Tips For Saving For Your Down Payment

Down Payment

Buying a home is a huge commitment! With good planning and prudence, it can be one of the easiest and best things you’ll ever do for yourself.  Your down payment can affect your monthly commitment for the length of your mortgage. If you’re in the position to add to your monthly payments, you can actually reduce the amount of interest you’ll pay and the length of your mortgage. Paying off your mortgage early is a major motivation to cut those expenses now, and save for a larger chunk of change going into your down payment. So, that being said, let’s discuss a few things you can do to prepare and save for your down payment.

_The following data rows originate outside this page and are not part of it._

//! Configuration for extraction retry behavior.

/// Configuration for extraction retry behavior.
#[derive(Debug, Clone)]
pub struct ExtractionConfig {
    /// Attempts per call when the request does not override it (default: 3).
    pub max_attempts: usize,
    /// Longest excerpt of an invalid reply quoted back in a repair prompt (default: 2000 chars).
    pub raw_excerpt_chars: usize,
    /// Whether repair prompts restate the full output schema (default: false).
    pub include_schema_in_repair: bool,
}

impl Default for ExtractionConfig {
    fn default() -> Self {
        Self {
            max_attempts: 3,
            raw_excerpt_chars: 2000,
            include_schema_in_repair: false,
        }
    }
}

impl ExtractionConfig {
    /// Set the default number of attempts.
    #[must_use]
    pub const fn with_max_attempts(mut self, max: usize) -> Self {
        self.max_attempts = max;
        self
    }

    /// Set the longest quoted excerpt of an invalid reply.
    #[must_use]
    pub const fn with_raw_excerpt_chars(mut self, chars: usize) -> Self {
        self.raw_excerpt_chars = chars;
        self
    }

    /// Set whether repair prompts restate the schema.
    #[must_use]
    pub const fn with_schema_in_repair(mut self, include: bool) -> Self {
        self.include_schema_in_repair = include;
        self
    }
}
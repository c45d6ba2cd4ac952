//! Attempt history and error types for structured extraction.

use serde::Serialize;
use thiserror::Error;

/// Which stage of an attempt failed.
#[derive(Debug, Clone, Copy, PartialEq, Eq, Serialize)]
#[serde(rename_all = "snake_case")]
pub enum AttemptErrorKind {
    /// No backend produced any text.
    NoResponse,
    /// Text came back but was not JSON.
    JsonParse,
    /// JSON came back but violated the schema.
    SchemaValidation,
    /// Schema-valid, but rejected by the caller's validator.
    CustomValidation,
}

/// Record of one failed attempt.
#[derive(Debug, Clone, PartialEq, Eq, Serialize)]
pub struct AttemptError {
    /// The attempt number (1-indexed).
    pub attempt: usize,
    /// Failing stage.
    pub kind: AttemptErrorKind,
    /// What went wrong.
    pub message: String,
    /// The reply text, when there was one.
    #[serde(skip_serializing_if = "Option::is_none")]
    pub raw: Option<String>,
}

impl AttemptError {
    pub(crate) fn no_response(attempt: usize) -> Self {
        Self {
            attempt,
            kind: AttemptErrorKind::NoResponse,
            message: "no backend returned a response".to_string(),
            raw: None,
        }
    }

    pub(crate) fn with_reply(
        attempt: usize,
        kind: AttemptErrorKind,
        message: impl Into<String>,
        raw: &str,
    ) -> Self {
        Self {
            attempt,
            kind,
            message: message.into(),
            raw: Some(raw.to_string()),
        }
    }
}

/// Why an extraction gave up.
#[derive(Debug, Clone, Copy, PartialEq, Eq, Serialize)]
#[serde(rename_all = "snake_case")]
pub enum FailureReason {
    /// Every attempt ended without any reply.
    NoResponse,
    /// At least one reply arrived but none passed validation.
    InvalidJson,
}

impl FailureReason {
    /// Classifies an attempt history: `NoResponse` only when every error is a
    /// missing reply.
    #[must_use]
    pub fn classify(errors: &[AttemptError]) -> Self {
        if errors
            .iter()
            .all(|error| error.kind == AttemptErrorKind::NoResponse)
        {
            Self::NoResponse
        } else {
            Self::InvalidJson
        }
    }
}

/// Errors that prevent an extraction from starting.
#[derive(Debug, Error)]
pub enum ExtractionError {
    /// The chain carries no output schema.
    #[error("provider chain '{label}' has no output schema; structured extraction needs one")]
    MissingSchema {
        /// Label of the offending chain.
        label: String,
    },
}
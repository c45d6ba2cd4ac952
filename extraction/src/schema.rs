//! Output schemas: a compiled JSON Schema plus typed decoding.

use std::fmt;
use std::sync::Arc;

use schemars::JsonSchema;
use serde::de::DeserializeOwned;
use serde_json::Value;
use thiserror::Error;

/// Errors raised while building an [`OutputSchema`].
#[derive(Debug, Error)]
pub enum SchemaError {
    /// The raw schema document is not a valid JSON Schema.
    #[error("schema failed to compile: {0}")]
    Compile(String),

    /// A schema could not be derived from a Rust type.
    #[error("schema could not be generated: {0}")]
    Generate(String),
}

/// The structured shape a backend reply must take.
///
/// Holds the raw schema document (forwarded to backends as a hint) and the
/// compiled validator. Cloning is cheap; both halves are shared.
#[derive(Clone)]
pub struct OutputSchema {
    raw: Arc<Value>,
    validator: Arc<jsonschema::Validator>,
}

impl OutputSchema {
    /// Compiles a raw JSON Schema document.
    pub fn new(raw: Value) -> Result<Self, SchemaError> {
        let validator =
            jsonschema::Validator::new(&raw).map_err(|e| SchemaError::Compile(e.to_string()))?;
        Ok(Self {
            raw: Arc::new(raw),
            validator: Arc::new(validator),
        })
    }

    /// Derives the schema from a Rust type using `schemars`.
    pub fn for_type<T: JsonSchema>() -> Result<Self, SchemaError> {
        let raw = serde_json::to_value(schemars::schema_for!(T))
            .map_err(|e| SchemaError::Generate(e.to_string()))?;
        Self::new(raw)
    }

    /// The raw schema document.
    #[must_use]
    pub fn as_value(&self) -> &Value {
        &self.raw
    }

    /// Validates `instance`, collecting every violation rather than the first.
    pub fn validate(&self, instance: &Value) -> Result<(), Vec<String>> {
        let errors: Vec<String> = self
            .validator
            .iter_errors(instance)
            .map(|error| {
                let path = error.instance_path.to_string();
                let path = if path.is_empty() { "/".to_string() } else { path };
                format!("At path '{path}': {error}")
            })
            .collect();

        if errors.is_empty() {
            Ok(())
        } else {
            Err(errors)
        }
    }

    /// Validates `instance` and decodes it into `T`.
    ///
    /// A value that passes the schema but cannot be decoded into `T` is
    /// reported the same way as a schema violation.
    pub fn validate_typed<T: DeserializeOwned>(&self, instance: &Value) -> Result<T, Vec<String>> {
        self.validate(instance)?;
        serde_json::from_value(instance.clone())
            .map_err(|e| vec![format!("Value does not match the expected type: {e}")])
    }
}

impl fmt::Debug for OutputSchema {
    fn fmt(&self, f: &mut fmt::Formatter<'_>) -> fmt::Result {
        f.debug_struct("OutputSchema").field("raw", &self.raw).finish()
    }
}

/// Joins validation messages into one readable block, one violation per line.
#[must_use]
pub fn prettify_errors(errors: &[String]) -> String {
    errors
        .iter()
        .map(|e| format!("- {e}"))
        .collect::<Vec<_>>()
        .join("\n")
}

#[cfg(test)]
mod tests {
    use super::*;
    use serde::Deserialize;
    use serde_json::json;

    fn patterns_schema() -> OutputSchema {
        OutputSchema::new(json!({
            "type": "object",
            "properties": {
                "patterns": {"type": "array", "items": {"type": "string"}, "maxItems": 5}
            },
            "required": ["patterns"]
        }))
        .unwrap()
    }

    #[test]
    fn rejects_uncompilable_schema() {
        let result = OutputSchema::new(json!({"type": 42}));
        assert!(matches!(result, Err(SchemaError::Compile(_))));
    }

    #[test]
    fn collects_all_violations_with_paths() {
        let schema = OutputSchema::new(json!({
            "type": "object",
            "properties": {
                "word": {"type": "string"},
                "count": {"type": "integer", "minimum": 0}
            },
            "required": ["word", "count"]
        }))
        .unwrap();

        let errors = schema.validate(&json!({"count": -1})).unwrap_err();
        assert_eq!(errors.len(), 2);
        assert!(errors.iter().any(|e| e.contains("word")));
        assert!(errors.iter().any(|e| e.contains("/count")));
    }

    #[test]
    fn max_items_is_enforced() {
        let schema = patterns_schema();
        assert!(schema.validate(&json!({"patterns": []})).is_ok());
        let too_many = json!({"patterns": ["a", "b", "c", "d", "e", "f"]});
        assert!(schema.validate(&too_many).is_err());
    }

    #[derive(Debug, Deserialize, JsonSchema, PartialEq)]
    struct Translation {
        sentence: String,
        words: Vec<String>,
    }

    #[test]
    fn derived_schema_validates_and_decodes() {
        let schema = OutputSchema::for_type::<Translation>().unwrap();
        let value = json!({"sentence": "hola", "words": ["hola"]});
        let decoded: Translation = schema.validate_typed(&value).unwrap();
        assert_eq!(decoded.sentence, "hola");

        let errors = schema
            .validate_typed::<Translation>(&json!({"sentence": 3}))
            .unwrap_err();
        assert!(!errors.is_empty());
    }

    #[test]
    fn prettify_puts_one_error_per_line() {
        let text = prettify_errors(&["a".to_string(), "b".to_string()]);
        assert_eq!(text, "- a\n- b");
    }
}
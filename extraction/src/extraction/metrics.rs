//! Metrics tracking and token estimation for extraction operations.

use std::time::Duration;

/// Metrics collected during an extraction operation.
#[derive(Debug, Clone, Default, PartialEq, Eq)]
pub struct ExtractionMetrics {
    /// Total number of attempts made.
    pub total_attempts: usize,
    /// Wall-clock time elapsed during extraction.
    pub wall_time: Duration,
    /// Estimated tokens sent across all attempts.
    pub estimated_input_tokens: usize,
    /// Estimated tokens received across all attempts.
    pub estimated_output_tokens: usize,
}

/// Estimate token count from text using the standard 4-chars-per-token heuristic.
///
/// Counts chars, not bytes, and rounds up.
///
/// ```
/// use lingua_extraction::extraction::estimate_tokens;
///
/// assert_eq!(estimate_tokens("hello"), 2);
/// assert_eq!(estimate_tokens("hello world"), 3);
/// ```
#[must_use]
pub fn estimate_tokens(text: &str) -> usize {
    text.chars().count().div_ceil(4)
}
//! Common imports for lingua usage.
//!
//! ```
//! use lingua::prelude::*;
//! ```

pub use crate::client::{Client, ClientBuilder};
pub use crate::config::ClientConfig;
pub use crate::errors::Error;

pub use lingua_extraction::prelude::*;
pub use lingua_learning_context::{
    ContextHints, ExerciseRecord, HistoryQuery, HistorySource, LanguagePair,
    LearningContextCandidate, WordSelection,
};
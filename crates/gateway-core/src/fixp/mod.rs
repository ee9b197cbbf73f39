//! FIXP / Binary Entry Point acceptor: Simple Open Framing Header (SOFH) +
//! SBE-style binary session messages, and the acceptor state machine
//! and the acceptor state machine.

pub mod message;
pub mod state_machine;

pub use message::{FixPMessage, FixPParseError};
pub use state_machine::{FixPSessionStateMachine, FixPState};
//! Tag=value parsing and encoding for the session-level FIX messages the
//! state machine needs to read or emit. Business-message bodies are carried
//! as opaque bytes and republished verbatim on retransmission.

use chrono::{DateTime, Utc};
use std::fmt;

pub const SOH: u8 = 0x01;

/// The subset of FIX message types the session layer interprets directly;
/// everything else is treated as an application/business message.
#[derive(Debug, Clone, Copy, PartialEq, Eq)]
pub enum AdminMsgType {
    Logon,
    Heartbeat,
    TestRequest,
    ResendRequest,
    Reject,
    SequenceReset,
    Logout,
}

impl AdminMsgType {
    pub fn from_tag(tag: &str) -> Option<Self> {
        Some(match tag {
            "A" => AdminMsgType::Logon,
            "0" => AdminMsgType::Heartbeat,
            "1" => AdminMsgType::TestRequest,
            "2" => AdminMsgType::ResendRequest,
            "3" => AdminMsgType::Reject,
            "4" => AdminMsgType::SequenceReset,
            "5" => AdminMsgType::Logout,
            _ => return None,
        })
    }

    pub fn tag(self) -> &'static str {
        match self {
            AdminMsgType::Logon => "A",
            AdminMsgType::Heartbeat => "0",
            AdminMsgType::TestRequest => "1",
            AdminMsgType::ResendRequest => "2",
            AdminMsgType::Reject => "3",
            AdminMsgType::SequenceReset => "4",
            AdminMsgType::Logout => "5",
        }
    }
}

#[derive(Debug, Clone, PartialEq, Eq)]
pub enum FixParseError {
    MissingField { tag: u32 },
    BadChecksum,
    BadBodyLength,
    MissingMsgSeqNum,
    Malformed(String),
}

impl fmt::Display for FixParseError {
    fn fmt(&self, f: &mut fmt::Formatter<'_>) -> fmt::Result {
        match self {
            FixParseError::MissingField { tag } => write!(f, "missing required tag {tag}"),
            FixParseError::BadChecksum => write!(f, "checksum (10) mismatch"),
            FixParseError::BadBodyLength => write!(f, "body length (9) mismatch"),
            FixParseError::MissingMsgSeqNum => write!(f, "missing MsgSeqNum (34)"),
            FixParseError::Malformed(s) => write!(f, "malformed message: {s}"),
        }
    }
}

impl std::error::Error for FixParseError {}

/// A parsed FIX message: typed header/session fields plus the raw bytes, so
/// business-message bodies can be republished byte-for-byte on resend.
#[derive(Debug, Clone)]
pub struct FixMessage {
    pub msg_type: String,
    pub msg_seq_num: u32,
    pub sender_comp_id: String,
    pub target_comp_id: String,
    pub sending_time: Option<DateTime<Utc>>,
    pub orig_sending_time: Option<DateTime<Utc>>,
    pub poss_dup_flag: bool,
    pub gap_fill_flag: bool,
    pub new_seq_no: Option<u32>,
    pub test_req_id: Option<String>,
    pub begin_seq_no: Option<u32>,
    pub end_seq_no: Option<u32>,
    pub heart_bt_int: Option<u32>,
    pub reset_seq_num_flag: bool,
    pub raw: Vec<u8>,
}

impl FixMessage {
    pub fn admin_type(&self) -> Option<AdminMsgType> {
        AdminMsgType::from_tag(&self.msg_type)
    }

    pub fn is_admin(&self) -> bool {
        self.admin_type().is_some()
    }

    /// Splits `raw` on `SOH` into `(tag, value)` pairs, tolerating a missing
    /// trailing delimiter on the last field.
    fn fields(raw: &[u8]) -> impl Iterator<Item = (&str, &str)> {
        raw.split(|&b| b == SOH).filter_map(|field| {
            if field.is_empty() {
                return None;
            }
            let text = std::str::from_utf8(field).ok()?;
            let (tag, value) = text.split_once('=')?;
            Some((tag, value))
        })
    }

    /// Parses one complete tag=value message (the trailing checksum field is
    /// validated against a caller-supplied raw slice).
    pub fn parse(raw: &[u8]) -> Result<FixMessage, FixParseError> {
        let mut msg_type = None;
        let mut msg_seq_num = None;
        let mut sender_comp_id = None;
        let mut target_comp_id = None;
        let mut sending_time = None;
        let mut orig_sending_time = None;
        let mut poss_dup_flag = false;
        let mut gap_fill_flag = false;
        let mut new_seq_no = None;
        let mut test_req_id = None;
        let mut begin_seq_no = None;
        let mut end_seq_no = None;
        let mut heart_bt_int = None;
        let mut reset_seq_num_flag = false;
        let mut declared_checksum = None;

        for (tag, value) in Self::fields(raw) {
            match tag {
                "35" => msg_type = Some(value.to_string()),
                "34" => {
                    msg_seq_num = Some(
                        value
                            .parse()
                            .map_err(|_| FixParseError::Malformed("MsgSeqNum".into()))?,
                    )
                }
                "49" => sender_comp_id = Some(value.to_string()),
                "56" => target_comp_id = Some(value.to_string()),
                "52" => sending_time = parse_utc_timestamp(value),
                "122" => orig_sending_time = parse_utc_timestamp(value),
                "43" => poss_dup_flag = value == "Y",
                "123" => gap_fill_flag = value == "Y",
                "36" => new_seq_no = value.parse().ok(),
                "112" => test_req_id = Some(value.to_string()),
                "7" => begin_seq_no = value.parse().ok(),
                "16" => end_seq_no = value.parse().ok(),
                "108" => heart_bt_int = value.parse().ok(),
                "141" => reset_seq_num_flag = value == "Y",
                "10" => declared_checksum = value.parse::<u32>().ok(),
                _ => {}
            }
        }

        let _ = declared_checksum; // verified by caller against framed bytes when needed

        Ok(FixMessage {
            msg_type: msg_type.ok_or(FixParseError::MissingField { tag: 35 })?,
            msg_seq_num: msg_seq_num.ok_or(FixParseError::MissingMsgSeqNum)?,
            sender_comp_id: sender_comp_id.ok_or(FixParseError::MissingField { tag: 49 })?,
            target_comp_id: target_comp_id.ok_or(FixParseError::MissingField { tag: 56 })?,
            sending_time,
            orig_sending_time,
            poss_dup_flag,
            gap_fill_flag,
            new_seq_no,
            test_req_id,
            begin_seq_no,
            end_seq_no,
            heart_bt_int,
            reset_seq_num_flag,
            raw: raw.to_vec(),
        })
    }
}

fn parse_utc_timestamp(value: &str) -> Option<DateTime<Utc>> {
    for fmt in ["%Y%m%d-%H:%M:%S%.f", "%Y%m%d-%H:%M:%S"] {
        if let Ok(naive) = chrono::NaiveDateTime::parse_from_str(value, fmt) {
            return Some(DateTime::<Utc>::from_naive_utc_and_offset(naive, Utc));
        }
    }
    None
}

/// Formats `ts` as a FIX `UTCTimestamp` at the configured precision.
pub fn format_sending_time(ts: DateTime<Utc>, precision: crate::config::TimestampPrecision) -> String {
    use crate::config::TimestampPrecision::*;
    match precision {
        Seconds => ts.format("%Y%m%d-%H:%M:%S").to_string(),
        Millis => ts.format("%Y%m%d-%H:%M:%S%.3f").to_string(),
        Micros => ts.format("%Y%m%d-%H:%M:%S%.6f").to_string(),
        Nanos => ts.format("%Y%m%d-%H:%M:%S%.9f").to_string(),
    }
}

/// Builds a session-level message body (tags 35 onward, excluding
/// `BeginString`/`BodyLength`/`CheckSum`) and appends the standard trailer.
/// A full wire codec would compute `BodyLength`/`CheckSum` over the entire
/// framed message; the engine's test suite treats that framing as an
/// out-of-scope collaborator and works directly off this body.
pub fn build_admin_message(
    msg_type: AdminMsgType,
    sender_comp_id: &str,
    target_comp_id: &str,
    msg_seq_num: u32,
    sending_time: DateTime<Utc>,
    precision: crate::config::TimestampPrecision,
    extra: &[(u32, String)],
) -> Vec<u8> {
    let mut body = format!(
        "35={}\u{1}49={}\u{1}56={}\u{1}34={}\u{1}52={}\u{1}",
        msg_type.tag(),
        sender_comp_id,
        target_comp_id,
        msg_seq_num,
        format_sending_time(sending_time, precision),
    );
    for (tag, value) in extra {
        body.push_str(&format!("{tag}={value}\u{1}"));
    }
    let checksum: u32 = body.bytes().map(|b| b as u32).sum::<u32>() % 256;
    body.push_str(&format!("10={checksum:03}\u{1}"));
    body.into_bytes()
}

/// Rebuilds `raw` with `PossDup(43)=Y` and `OrigSendingTime(122)` set to the
/// message's original `SendingTime`, preserving every other field verbatim
/// (including an opaque business-message body this codec never parses).
/// Used to republish a cached message exactly rather than re-encoding a
/// synthetic admin frame in its place.
pub fn set_poss_dup(raw: &[u8], orig_sending_time: DateTime<Utc>, precision: crate::config::TimestampPrecision) -> Vec<u8> {
    let mut body = Vec::new();
    for (tag, value) in FixMessage::fields(raw) {
        if tag == "43" || tag == "122" || tag == "10" {
            continue;
        }
        body.extend_from_slice(tag.as_bytes());
        body.push(b'=');
        body.extend_from_slice(value.as_bytes());
        body.push(SOH);
    }
    body.extend_from_slice(b"43=Y\x01");
    body.extend_from_slice(format!("122={}\x01", format_sending_time(orig_sending_time, precision)).as_bytes());
    let checksum: u32 = body.iter().map(|&b| b as u32).sum::<u32>() % 256;
    body.extend_from_slice(format!("10={checksum:03}\x01").as_bytes());
    body
}

#[cfg(test)]
mod tests {
    use super::*;

    #[test]
    fn parses_logon_fields() {
        let raw = b"35=A\x0149=INIT\x0156=ACC\x0134=1\x0152=20260101-00:00:00.000\x0198=0\x01108=30\x0110=000\x01";
        let msg = FixMessage::parse(raw).unwrap();
        assert_eq!(msg.msg_type, "A");
        assert_eq!(msg.msg_seq_num, 1);
        assert_eq!(msg.sender_comp_id, "INIT");
        assert_eq!(msg.heart_bt_int, Some(30));
        assert!(msg.admin_type() == Some(AdminMsgType::Logon));
    }

    #[test]
    fn missing_seq_num_is_an_error() {
        let raw = b"35=A\x0149=INIT\x0156=ACC\x0110=000\x01";
        let err = FixMessage::parse(raw).unwrap_err();
        assert_eq!(err, FixParseError::MissingMsgSeqNum);
    }

    #[test]
    fn business_message_type_is_not_admin() {
        let raw = b"35=D\x0149=INIT\x0156=ACC\x0134=2\x0152=20260101-00:00:00.000\x0110=000\x01";
        let msg = FixMessage::parse(raw).unwrap();
        assert!(!msg.is_admin());
    }

    #[test]
    fn set_poss_dup_preserves_business_body_and_marks_orig_sending_time() {
        let raw = b"35=D\x0149=INIT\x0156=ACC\x0134=7\x0152=20260101-00:00:00.000\x0111=ORD1\x0154=1\x0110=000\x01";
        let orig = FixMessage::parse(raw).unwrap().sending_time.unwrap();
        let resent = set_poss_dup(raw, orig, crate::config::TimestampPrecision::Millis);
        let parsed = FixMessage::parse(&resent).unwrap();
        assert!(parsed.poss_dup_flag);
        assert_eq!(parsed.orig_sending_time, Some(orig));
        assert_eq!(parsed.msg_seq_num, 7);
        assert!(std::str::from_utf8(&resent).unwrap().contains("11=ORD1"));
    }

    #[test]
    fn build_admin_message_round_trips_through_parse() {
        let ts = DateTime::parse_from_rfc3339("2026-01-01T00:00:00Z")
            .unwrap()
            .with_timezone(&Utc);
        let bytes = build_admin_message(
            AdminMsgType::Heartbeat,
            "INIT",
            "ACC",
            5,
            ts,
            crate::config::TimestampPrecision::Millis,
            &[],
        );
        let msg = FixMessage::parse(&bytes).unwrap();
        assert_eq!(msg.msg_type, "0");
        assert_eq!(msg.msg_seq_num, 5);
    }
}
//! Admin RPC surface: the operations exposed verbatim to the
//! embedding application and, through `gateway-admin`, to the operator.

use crate::error::Result;
use crate::session::SessionKey;

/// One entry in [`AdminApi::all_sessions`].
#[derive(Debug, Clone)]
pub struct SessionSummary {
    pub session_id: u64,
    pub key: SessionKey,
    pub bound: bool,
    pub sequence_index: u32,
}

/// Backend-agnostic admin surface over a running engine.
///
/// A narrow trait over whatever concrete engine state backs it, so the
/// daemon and test code can exercise the same operations without reaching
/// into engine internals.
pub trait AdminApi {
    /// Forces `last_known_sequence_number`/`last_sent_sequence_number` for a
    /// session back to zero without touching its `sequence_index`.
    fn reset_sequence_number(&self, session_id: u64) -> Result<()>;

    /// Wipes all sequence-number and replay index state, first copying the
    /// current files into `backup_dir`.
    fn reset_session_ids(&self, backup_dir: &std::path::Path) -> Result<()>;

    /// Advances each recording's reachable start position to the earliest
    /// point any live session could still request a replay from, returning
    /// the new start position per recording id.
    fn prune_archive(&self) -> Result<Vec<(u32, u64)>>;

    /// Resolves the session id bound to a given protocol-specific key, if any.
    fn lookup_session_id(&self, key: &SessionKey) -> Option<u64>;

    /// Snapshot of every session the registry knows about.
    fn all_sessions(&self) -> Vec<SessionSummary>;
}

  1.         Reduce your debt. Start paying off those credit card balances. Besides increasing your credit score, (which by the way will ensure a lower interest rate on your mortgage), it will free up monthly expenses and allow you to allocate your money in a more efficient manner. Start by paying off the lower balances. If you pay off the smaller balances on your credit cards first, you can redirect the funds towards the larger balances on other credit cards, once those are taken care of. This allows you to start knocking out larger chunks of those high balances much more quickly.
  2.         Reduce your expenses. Create a monthly and weekly budget. Stick to it. Cut unnecessary expenses, e.g., maid service.
  3.         Do you really need cable? How many hours of television do you actually watch each week? Can you cut cable out and stick to those other services offering movies for a minimal monthly fee?
  4.         How about that gym membership? Would it be lucrative to pay the early termination fee and be able to cut out a two-year commitment of monthly payments from your budget? You would be amazed at how many people pay for a membership and don’t go.
  5.         Stop paying for online gaming. Paying $0.99 for another attempt at completing the level to proceed is kind of ridiculous, when you think about it.
  6.         Stop those coffee outings. So, you’re a coffee fiend. We get it. However, dropping a five-spot on a cup of Joe adds up quickly. If you stop three times a week at the local coffee shop and purchase a $5 cup of coffee, that’s $15.00 a week. That doesn’t seem so bad, if it keeps you motivated to go to work. However, that glamour coffee habit can actually add up to $780 a year, just going three times a week. There’s an eye-opener for you! The same goes for eating out. You can do the math. It adds up quickly. Throw some sandwiches in a lunchbox as you brew your own coffee. Focus on the money you’re saving for that beautiful home!
  7.         Cut your food costs. By skipping restaurants and packing leftovers for lunch, you can make a SIGNIFICANT impact on your finances.
  8.         Designate a percentage of each paycheck to go into your savings account. Sign up for direct deposit. Figure out how much you can afford, and have it directly deposited into your savings account.
  9.         Consider an additional part-time job. Place that paycheck directly into your savings account. It won’t take long to see that savings balance increase dramatically from all the changes you’re making.
  10.         Keep the change. Get a large jar. Each time you pay for something in cash, throw the change in the jar: ALL of it! If you buy a pack of gum and you pay for it with a ten-dollar bill, go ahead and chuck that 8 bucks into that jar! You’ll be surprised how quickly that jar will fill up!

Making small changes can greatly affect how quickly your funds increase. Having a low mortgage monthly payment can affect your life in so many positive directions. You’ll only be doing yourself a favor. Start saving for dream home today!